Simplesmente Maria

Simplesmente Maria

Sai furtivamente na madrugada

Inverno, verão, qualquer estação,

Pé na estrada, bolsa na mão

Na mesma rotina, anônima na multidão

Mãos juntas agradecendo em oração

Joelhos dobrados rosto colado ao chão

Recita versículos, murmura na solidão,

Busca consolo, sofre calada.

Na luta diária com mãos de fada

Cozinha, varre, limpa cuida da criançada

Ensina, azucrina, buzina desesperada

No transito rotineiro, corta ruas embriagada.
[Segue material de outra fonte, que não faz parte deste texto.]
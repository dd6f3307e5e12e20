//! CSV-backed attendance ledger.

use crate::errors::{AppError, AppResult};
use crate::ledger::schema::{
    self, CANONICAL_COLUMNS, COL_DATE, COL_IMAGE, COL_NAME, COL_STUDENT_ID, COL_TIME,
    Reconciliation,
};
use crate::models::{AttendanceRecord, KeyMode, MarkOutcome, RosterEntry};
use crate::utils::time::parse_time;
use chrono::NaiveDate;
use std::collections::BTreeMap;
use std::fs;
use std::io::Write;
use std::path::{Path, PathBuf};

/// A key that appears more than once in a loaded ledger.
#[derive(Debug, Clone, PartialEq, Eq)]
pub struct DuplicateKey {
    pub identity: String,
    pub date: NaiveDate,
    pub count: usize,
}

/// Owns the in-memory table and its backing file.
///
/// Rows are kept in file order. The only write path is `mark`, which appends
/// one row and persists the whole table.
#[derive(Debug)]
pub struct LedgerStore {
    pub(super) path: PathBuf,
    pub(super) key_mode: KeyMode,
    pub(super) records: Vec<AttendanceRecord>,
    pub(super) reconciliation: Reconciliation,
}

impl LedgerStore {
    /// Load the ledger at `path`, or start an empty one if the file is absent.
    ///
    /// Columns are reconciled against the canonical set here, once.
    pub fn load(path: impl AsRef<Path>, key_mode: KeyMode) -> AppResult<Self> {
        let path = path.as_ref().to_path_buf();

        if !path.exists() {
            return Ok(Self {
                path,
                key_mode,
                records: Vec::new(),
                reconciliation: Reconciliation::default(),
            });
        }

        let mut rdr = csv::ReaderBuilder::new()
            .trim(csv::Trim::Headers)
            .from_path(&path)
            .map_err(|e| AppError::storage(&path, format!("cannot open ledger: {e}")))?;

        let headers = rdr
            .headers()
            .map_err(|e| AppError::storage(&path, format!("cannot read header: {e}")))?
            .clone();

        let (columns, reconciliation) = schema::reconcile(&headers);

        let mut records = Vec::new();
        for (i, row) in rdr.records().enumerate() {
            let line = i + 1;
            let row = row.map_err(|e| AppError::storage(&path, format!("row {line}: {e}")))?;

            let raw_date = columns.value(&row, COL_DATE);
            let date = NaiveDate::parse_from_str(raw_date, "%Y-%m-%d").map_err(|_| {
                AppError::storage(&path, format!("row {line}: invalid Date '{raw_date}'"))
            })?;

            // An absent Time column reads as empty; anything else must parse.
            let raw_time = columns.value(&row, COL_TIME);
            if !raw_time.trim().is_empty() && parse_time(raw_time).is_none() {
                return Err(AppError::storage(
                    &path,
                    format!("row {line}: invalid Time '{raw_time}'"),
                ));
            }

            records.push(AttendanceRecord::new(
                columns.value(&row, COL_STUDENT_ID),
                columns.value(&row, COL_NAME),
                date,
                raw_time,
                columns.value(&row, COL_IMAGE),
            ));
        }

        Ok(Self {
            path,
            key_mode,
            records,
            reconciliation,
        })
    }

    pub fn path(&self) -> &Path {
        &self.path
    }

    pub fn key_mode(&self) -> KeyMode {
        self.key_mode
    }

    pub fn reconciliation(&self) -> &Reconciliation {
        &self.reconciliation
    }

    pub fn records(&self) -> &[AttendanceRecord] {
        &self.records
    }

    pub fn len(&self) -> usize {
        self.records.len()
    }

    pub fn is_empty(&self) -> bool {
        self.records.is_empty()
    }

    /// True if `identity` already has a row on `date` under the active key.
    ///
    /// An empty identity never matches: blank cells are not a key.
    pub fn is_marked(&self, identity: &str, date: NaiveDate) -> bool {
        if identity.is_empty() {
            return false;
        }
        self.records
            .iter()
            .any(|r| r.date == date && r.identity(self.key_mode) == identity)
    }

    /// Record one attendance event unless the key is already present.
    ///
    /// On a duplicate nothing is written. If persisting fails the appended
    /// row is rolled back so memory and disk stay in step.
    pub fn mark(
        &mut self,
        student_id: &str,
        name: &str,
        date: NaiveDate,
        time: &str,
        image_ref: &str,
    ) -> AppResult<MarkOutcome> {
        let candidate = AttendanceRecord::new(student_id.trim(), name.trim(), date, time, image_ref);

        let identity = candidate.identity(self.key_mode);
        if identity.is_empty() {
            return Err(AppError::InvalidIdentity(format!(
                "{} must not be empty",
                self.key_mode.column()
            )));
        }

        if self.is_marked(identity, date) {
            return Ok(MarkOutcome::AlreadyMarked {
                student_id: candidate.student_id,
                date,
            });
        }

        self.records.push(candidate);
        if let Err(e) = self.persist() {
            self.records.pop();
            return Err(e);
        }

        let rec = &self.records[self.records.len() - 1];
        Ok(MarkOutcome::Marked {
            student_id: rec.student_id.clone(),
            name: rec.name.clone(),
            date: rec.date,
            time: rec.time.clone(),
        })
    }

    /// All records, or only those on `date`, in insertion order.
    pub fn query(&self, date: Option<NaiveDate>) -> Vec<AttendanceRecord> {
        match date {
            Some(d) => self.query_range(Some((d, d))),
            None => self.query_range(None),
        }
    }

    /// Records whose date falls in `[from, to]`, in insertion order.
    pub fn query_range(&self, bounds: Option<(NaiveDate, NaiveDate)>) -> Vec<AttendanceRecord> {
        self.records
            .iter()
            .filter(|r| match bounds {
                Some((from, to)) => r.date >= from && r.date <= to,
                None => true,
            })
            .cloned()
            .collect()
    }

    /// Rows per date. Keys come back in date order.
    pub fn aggregate(&self) -> BTreeMap<NaiveDate, usize> {
        let mut out = BTreeMap::new();
        for r in &self.records {
            *out.entry(r.date).or_insert(0) += 1;
        }
        out
    }

    /// The full table in its persisted CSV form.
    pub fn export(&self) -> AppResult<Vec<u8>> {
        encode_csv(&self.records)
    }

    /// Keys that already occur more than once (legacy or hand-edited files).
    pub fn duplicates(&self) -> Vec<DuplicateKey> {
        let mut counts: BTreeMap<(NaiveDate, String), usize> = BTreeMap::new();
        for r in &self.records {
            let identity = r.identity(self.key_mode);
            if identity.is_empty() {
                continue;
            }
            *counts.entry((r.date, identity.to_string())).or_insert(0) += 1;
        }

        counts
            .into_iter()
            .filter(|(_, n)| *n > 1)
            .map(|((date, identity), count)| DuplicateKey {
                identity,
                date,
                count,
            })
            .collect()
    }

    /// Roster entries with no row on `date`, in roster order.
    ///
    /// An entry with a blank key cannot be matched and is reported absent.
    pub fn absentees(&self, roster: &[RosterEntry], date: NaiveDate) -> Vec<RosterEntry> {
        roster
            .iter()
            .filter(|e| !self.is_marked(e.identity(self.key_mode), date))
            .cloned()
            .collect()
    }

    /// Write the whole table next to the ledger, then swap it in.
    pub(super) fn persist(&self) -> AppResult<()> {
        if let Some(dir) = self.path.parent()
            && !dir.as_os_str().is_empty()
        {
            fs::create_dir_all(dir)?;
        }

        let tmp = temp_path(&self.path);
        {
            let mut wtr = csv::Writer::from_path(&tmp)
                .map_err(|e| AppError::storage(&tmp, format!("cannot create: {e}")))?;
            write_table(&mut wtr, &self.records)?;
        }

        fs::rename(&tmp, &self.path).map_err(|e| {
            let _ = fs::remove_file(&tmp);
            AppError::storage(&self.path, format!("cannot replace ledger: {e}"))
        })
    }

    /// Write an empty table with the canonical header if no file exists yet.
    pub fn create_if_missing(&self) -> AppResult<bool> {
        if self.path.exists() {
            return Ok(false);
        }
        self.persist()?;
        Ok(true)
    }
}

/// Encode `records` with the canonical header, as stored on disk.
pub fn encode_csv(records: &[AttendanceRecord]) -> AppResult<Vec<u8>> {
    let mut wtr = csv::Writer::from_writer(Vec::new());
    write_table(&mut wtr, records)?;
    wtr.into_inner()
        .map_err(|e| AppError::Export(format!("CSV buffer error: {e}")))
}

fn write_table<W: Write>(wtr: &mut csv::Writer<W>, records: &[AttendanceRecord]) -> AppResult<()> {
    wtr.write_record(CANONICAL_COLUMNS)?;
    for r in records {
        wtr.write_record(r.to_row())?;
    }
    wtr.flush()?;
    Ok(())
}

fn temp_path(path: &Path) -> PathBuf {
    let mut name = path
        .file_name()
        .map(|n| n.to_os_string())
        .unwrap_or_else(|| "ledger.csv".into());
    name.push(".tmp");
    path.with_file_name(name)
}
Exímia tecelã compõe a trama

Com fios brilhantes do futuro destino

Costureira experiente une os retalhos

Das desilusões próprias do seu drama.

Suas milhares de faces estão expostas

Nos “outdoors” ordinários do cotidiano,

Refletidas nos espelhos das luzes de fim de ano

Ainda jovem sorri como na tela de Ticiano.

Tão cedo já está de pé,

Por trás de um balcão, servindo café,

Sorrindo para todos, mastigando os bom-dia,

Em tantas esquinas, em cada estação.

Em todas as faces independente de cor,

Brilha um sorriso carinhoso de amor,

Vezes, um pouco triste num momento de dor,

Como trazia no rosto a mãe do Senhor.

De vez em quando alguma desregrada

Rasga a madrugada expulsando seu fruto

No leito do estagnado e morto rio

Matando a esperança, espalhando o luto.

Dando triste destino a inocente criatura

Tão inocente e prematur,

Linda promessa, presente de de nosso Senhor

Tentando sobreviver depois de jogada na lama

Quem sabe um dia,

Ser simplesmente Maria...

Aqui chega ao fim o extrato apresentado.